> **WHAT THE TASK ASKS**: An exact copy of each record is required.

> **INPUT RECORDS**:
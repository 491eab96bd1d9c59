//! Named-location presets
//!
//! The dashboard offers one-tap targets for the mapped rooms plus the home
//! (reception) dock. Presets store the nominal, uncalibrated pose shown on
//! screen; the calibrated command is derived separately at resolution time.

use std::collections::HashMap;

use serde::{Deserialize, Serialize};

use crate::core::types::Pose;

/// Raw named target: nominal pose plus the operator-facing room label
#[derive(Debug, Clone, PartialEq, Serialize, Deserialize)]
pub struct LocationPreset {
    pub pose: Pose,
    pub room: String,
}

impl LocationPreset {
    pub fn new(pose: Pose, room: impl Into<String>) -> Self {
        Self {
            pose,
            room: room.into(),
        }
    }
}

/// Registry of selectable locations
///
/// The home dock is held separately and is not a keyed preset: looking up
/// `"home"` by id yields nothing, mirroring the dashboard where the home
/// button takes a different path than the room buttons.
#[derive(Debug, Clone)]
pub struct PresetRegistry {
    presets: HashMap<String, LocationPreset>,
    home: LocationPreset,
}

impl PresetRegistry {
    /// Create an empty registry with the given home dock
    pub fn new(home: LocationPreset) -> Self {
        Self {
            presets: HashMap::new(),
            home,
        }
    }

    /// The deployed hospital map: six rooms plus the reception dock
    pub fn builtin() -> Self {
        let home = LocationPreset::new(Pose::new(0.2, 2.6, 1, 0.0), "home");
        let mut registry = Self::new(home);
        registry.insert("101", LocationPreset::new(Pose::new(2.0, 0.81, 1, 62.0), "Room No 101"));
        registry.insert("102", LocationPreset::new(Pose::new(0.0, 0.0, 1, 0.0), "Room No 102"));
        registry.insert("103", LocationPreset::new(Pose::new(2.3, -0.5, 1, 0.0), "Room No 103"));
        registry.insert("104", LocationPreset::new(Pose::new(-3.0, -7.0, 3, 270.0), "Room No 104"));
        registry.insert("105", LocationPreset::new(Pose::new(4.0, -2.0, 1, 0.0), "Room No 105"));
        registry.insert("106", LocationPreset::new(Pose::new(-6.0, 8.0, 1, 45.0), "Room No 106"));
        registry
    }

    pub fn insert(&mut self, location_id: impl Into<String>, preset: LocationPreset) {
        self.presets.insert(location_id.into(), preset);
    }

    /// Preset for a location id, if one is registered
    pub fn get(&self, location_id: &str) -> Option<&LocationPreset> {
        self.presets.get(location_id)
    }

    /// The home dock preset
    pub fn home(&self) -> &LocationPreset {
        &self.home
    }

    /// Registered location ids in sorted order, for stable button layout
    pub fn location_ids(&self) -> Vec<&str> {
        let mut ids: Vec<&str> = self.presets.keys().map(String::as_str).collect();
        ids.sort_unstable();
        ids
    }

    pub fn len(&self) -> usize {
        self.presets.len()
    }

    pub fn is_empty(&self) -> bool {
        self.presets.is_empty()
    }
}

impl Default for PresetRegistry {
    fn default() -> Self {
        Self::builtin()
    }
}

#[cfg(test)]
mod tests {
    use super::*;

    #[test]
    fn test_builtin_registry_contents() {
        let registry = PresetRegistry::builtin();

        assert_eq!(registry.len(), 6);
        assert_eq!(
            registry.location_ids(),
            vec!["101", "102", "103", "104", "105", "106"]
        );
    }

    #[test]
    fn test_lookup_by_id() {
        let registry = PresetRegistry::builtin();

        let preset = registry.get("104").unwrap();
        assert_eq!(preset.pose, Pose::new(-3.0, -7.0, 3, 270.0));
        assert_eq!(preset.room, "Room No 104");

        assert!(registry.get("999").is_none());
    }

    #[test]
    fn test_home_is_not_a_keyed_preset() {
        let registry = PresetRegistry::builtin();

        assert!(registry.get("home").is_none());
        assert_eq!(registry.home().pose, Pose::new(0.2, 2.6, 1, 0.0));
        assert_eq!(registry.home().room, "home");
    }
}
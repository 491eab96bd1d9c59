//! Fixed map and display parameters

/// Metric span of the dashboard map viewport on each axis (meters)
pub const MAP_SPAN_METERS: f64 = 20.0;

/// Decimal places used when surfacing click-derived coordinates
pub const DISPLAY_DECIMALS: u8 = 1;

/// Location id of the home (reception) dock
pub const HOME_LOCATION_ID: &str = "home";
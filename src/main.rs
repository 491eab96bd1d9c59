//! Walkthrough of the pose resolution library
//!
//! Resolves every built-in preset, the home dock, and a sample map click,
//! printing the values the dashboard would display next to the commands it
//! would send.

use pose_resolver::{
    BatteryReading, JsonFormatter, PointerRatio, PoseResolver, ResolutionFormatter, TextFormatter,
};

fn main() -> Result<(), Box<dyn std::error::Error>> {
    let resolver = PoseResolver::new();
    let formatter = ResolutionFormatter::new();
    let compact = TextFormatter::compact();

    println!("=== Preset resolutions ===");
    for id in resolver.location_ids() {
        if let Some(resolution) = resolver.resolve_from_preset(id) {
            println!("{}", compact.format_text(&formatter.format_preset(&resolution)));
        }
    }

    println!("\n=== Home dock ===");
    let home = resolver.resolve_home();
    println!("{}", compact.format_text(&formatter.format_preset(&home)));
    println!("{}", JsonFormatter::pretty().format_json(&formatter.format_preset(&home))?);

    println!("\n=== Map click at the viewport center-right ===");
    let click = resolver.resolve_from_pointer(PointerRatio::new(0.75, 0.5));
    println!("{}", TextFormatter::new().format_pointer(&click));
    println!(
        "full precision ({}, {}) for marker placement",
        click.world.x, click.world.y
    );

    println!("\n=== Battery card ===");
    let battery = BatteryReading::new(62.0, 23.8, 29.5);
    println!(
        "charge {:.0}% -> status {} ({:.0}% bar)",
        battery.percentage,
        battery.status().label(),
        battery.charge_fraction() * 100.0
    );

    Ok(())
}
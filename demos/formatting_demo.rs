//! Formatting walkthrough: one resolution rendered as text, JSON and CSV

use pose_resolver::{
    CsvFormatter, JsonFormatter, PoseResolver, ResolutionFormatter, TextFormatter,
};

fn main() -> Result<(), Box<dyn std::error::Error>> {
    let resolver = PoseResolver::new();
    let formatter = ResolutionFormatter::new();

    let resolution = resolver
        .resolve_from_preset("101")
        .expect("101 is a built-in preset");
    let formatted = formatter.format_preset(&resolution);

    println!("--- text (verbose) ---");
    print!("{}", TextFormatter::new().format_text(&formatted));

    println!("--- text (compact) ---");
    println!("{}", TextFormatter::compact().format_text(&formatted));

    println!("--- json ---");
    println!("{}", JsonFormatter::pretty().format_json(&formatted)?);

    println!("--- csv ---");
    let csv = CsvFormatter::new();
    println!("{}", csv.header());
    println!("{}", csv.format_csv(&formatted));

    Ok(())
}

> **RESPONSE AREA**:
repository 491eab96bd1d9c59
//! Named-location presets
//!
//! The dashboard offers one-tap targets for the mapped rooms plus the home
//! (reception) dock. Presets store the nominal, uncalibrated pose shown on
//! screen; the calibrated command is derived separately at resolution time.

use std::collections::HashMap;

use serde::{Deserialize, Serialize};

use crate::core::types::Pose;

/// Raw named target: nominal pose plus the operator-facing room label
#[derive(Debug, Clone, PartialEq, Serialize, Deserialize)]
pub struct LocationPreset {
    pub pose: Pose,
    pub room: String,
}

impl LocationPreset {
    pub fn new(pose: Pose, room: impl Into<String>) -> Self {
        Self {
            pose,
            room: room.into(),
        }
    }
}

/// Registry of selectable locations
///
/// The home dock is held separately and is not a keyed preset: looking up
/// `"home"` by id yields nothing, mirroring the dashboard where the home
/// button takes a different path than the room buttons.
#[derive(Debug, Clone)]
pub struct PresetRegistry {
    presets: HashMap<String, LocationPreset>,
    home: LocationPreset,
}

impl PresetRegistry {
    /// Create an empty registry with the given home dock
    pub fn new(home: LocationPreset) -> Self {
        Self {
            presets: HashMap::new(),
            home,
        }
    }

    /// The deployed hospital map: six rooms plus the reception dock
    pub fn builtin() -> Self {
        let home = LocationPreset::new(Pose::new(0.2, 2.6, 1, 0.0), "home");
        let mut registry = Self::new(home);
        registry.insert("101", LocationPreset::new(Pose::new(2.0, 0.81, 1, 62.0), "Room No 101"));
        registry.insert("102", LocationPreset::new(Pose::new(0.0, 0.0, 1, 0.0), "Room No 102"));
        registry.insert("103", LocationPreset::new(Pose::new(2.3, -0.5, 1, 0.0), "Room No 103"));
        registry.insert("104", LocationPreset::new(Pose::new(-3.0, -7.0, 3, 270.0), "Room No 104"));
        registry.insert("105", LocationPreset::new(Pose::new(4.0, -2.0, 1, 0.0), "Room No 105"));
        registry.insert("106", LocationPreset::new(Pose::new(-6.0, 8.0, 1, 45.0), "Room No 106"));
        registry
    }

    pub fn insert(&mut self, location_id: impl Into<String>, preset: LocationPreset) {
        self.presets.insert(location_id.into(), preset);
    }

    /// Preset for a location id, if one is registered
    pub fn get(&self, location_id: &str) -> Option<&LocationPreset> {
        self.presets.get(location_id)
    }

    /// The home dock preset
    pub fn home(&self) -> &LocationPreset {
        &self.home
    }

    /// Registered location ids in sorted order, for stable button layout
    pub fn location_ids(&self) -> Vec<&str> {
        let mut ids: Vec<&str> = self.presets.keys().map(String::as_str).collect();
        ids.sort_unstable();
        ids
    }

    pub fn len(&self) -> usize {
        self.presets.len()
    }

    pub fn is_empty(&self) -> bool {
        self.presets.is_empty()
    }
}

impl Default for PresetRegistry {
    fn default() -> Self {
        Self::builtin()
    }
}

#[cfg(test)]
mod tests {
    use super::*;

    #[test]
    fn test_builtin_registry_contents() {
        let registry = PresetRegistry::builtin();

        assert_eq!(registry.len(), 6);
        assert_eq!(
            registry.location_ids(),
            vec!["101", "102", "103", "104", "105", "106"]
        );
    }

    #[test]
    fn test_lookup_by_id() {
        let registry = PresetRegistry::builtin();

        let preset = registry.get("104").unwrap();
        assert_eq!(preset.pose, Pose::new(-3.0, -7.0, 3, 270.0));
        assert_eq!(preset.room, "Room No 104");

        assert!(registry.get("999").is_none());
    }

    #[test]
    fn test_home_is_not_a_keyed_preset() {
        let registry = PresetRegistry::builtin();

        assert!(registry.get("home").is_none());
        assert_eq!(registry.home().pose, Pose::new(0.2, 2.6, 1, 0.0));
        assert_eq!(registry.home().room, "home");
    }
}
repository 491eab96bd1d9c59
//! Fixed map and display parameters

/// Metric span of the dashboard map viewport on each axis (meters)
pub const MAP_SPAN_METERS: f64 = 20.0;

/// Decimal places used when surfacing click-derived coordinates
pub const DISPLAY_DECIMALS: u8 = 1;

/// Location id of the home (reception) dock
pub const HOME_LOCATION_ID: &str = "home";
filename src/main.rs
repository 491eab96bd1d9c59
//! Walkthrough of the pose resolution library
//!
//! Resolves every built-in preset, the home dock, and a sample map click,
//! printing the values the dashboard would display next to the commands it
//! would send.

use pose_resolver::{
    BatteryReading, JsonFormatter, PointerRatio, PoseResolver, ResolutionFormatter, TextFormatter,
};

fn main() -> Result<(), Box<dyn std::error::Error>> {
    let resolver = PoseResolver::new();
    let formatter = ResolutionFormatter::new();
    let compact = TextFormatter::compact();

    println!("=== Preset resolutions ===");
    for id in resolver.location_ids() {
        if let Some(resolution) = resolver.resolve_from_preset(id) {
            println!("{}", compact.format_text(&formatter.format_preset(&resolution)));
        }
    }

    println!("\n=== Home dock ===");
    let home = resolver.resolve_home();
    println!("{}", compact.format_text(&formatter.format_preset(&home)));
    println!("{}", JsonFormatter::pretty().format_json(&formatter.format_preset(&home))?);

    println!("\n=== Map click at the viewport center-right ===");
    let click = resolver.resolve_from_pointer(PointerRatio::new(0.75, 0.5));
    println!("{}", TextFormatter::new().format_pointer(&click));
    println!(
        "full precision ({}, {}) for marker placement",
        click.world.x, click.world.y
    );

    println!("\n=== Battery card ===");
    let battery = BatteryReading::new(62.0, 23.8, 29.5);
    println!(
        "charge {:.0}% -> status {} ({:.0}% bar)",
        battery.percentage,
        battery.status().label(),
        battery.charge_fraction() * 100.0
    );

    Ok(())
}
filename demos/formatting_demo.rs
//! Formatting walkthrough: one resolution rendered as text, JSON and CSV

use pose_resolver::{
    CsvFormatter, JsonFormatter, PoseResolver, ResolutionFormatter, TextFormatter,
};

fn main() -> Result<(), Box<dyn std::error::Error>> {
    let resolver = PoseResolver::new();
    let formatter = ResolutionFormatter::new();

    let resolution = resolver
        .resolve_from_preset("101")
        .expect("101 is a built-in preset");
    let formatted = formatter.format_preset(&resolution);

    println!("--- text (verbose) ---");
    print!("{}", TextFormatter::new().format_text(&formatted));

    println!("--- text (compact) ---");
    println!("{}", TextFormatter::compact().format_text(&formatted));

    println!("--- json ---");
    println!("{}", JsonFormatter::pretty().format_json(&formatted)?);

    println!("--- csv ---");
    let csv = CsvFormatter::new();
    println!("{}", csv.header());
    println!("{}", csv.format_csv(&formatted));

    Ok(())
}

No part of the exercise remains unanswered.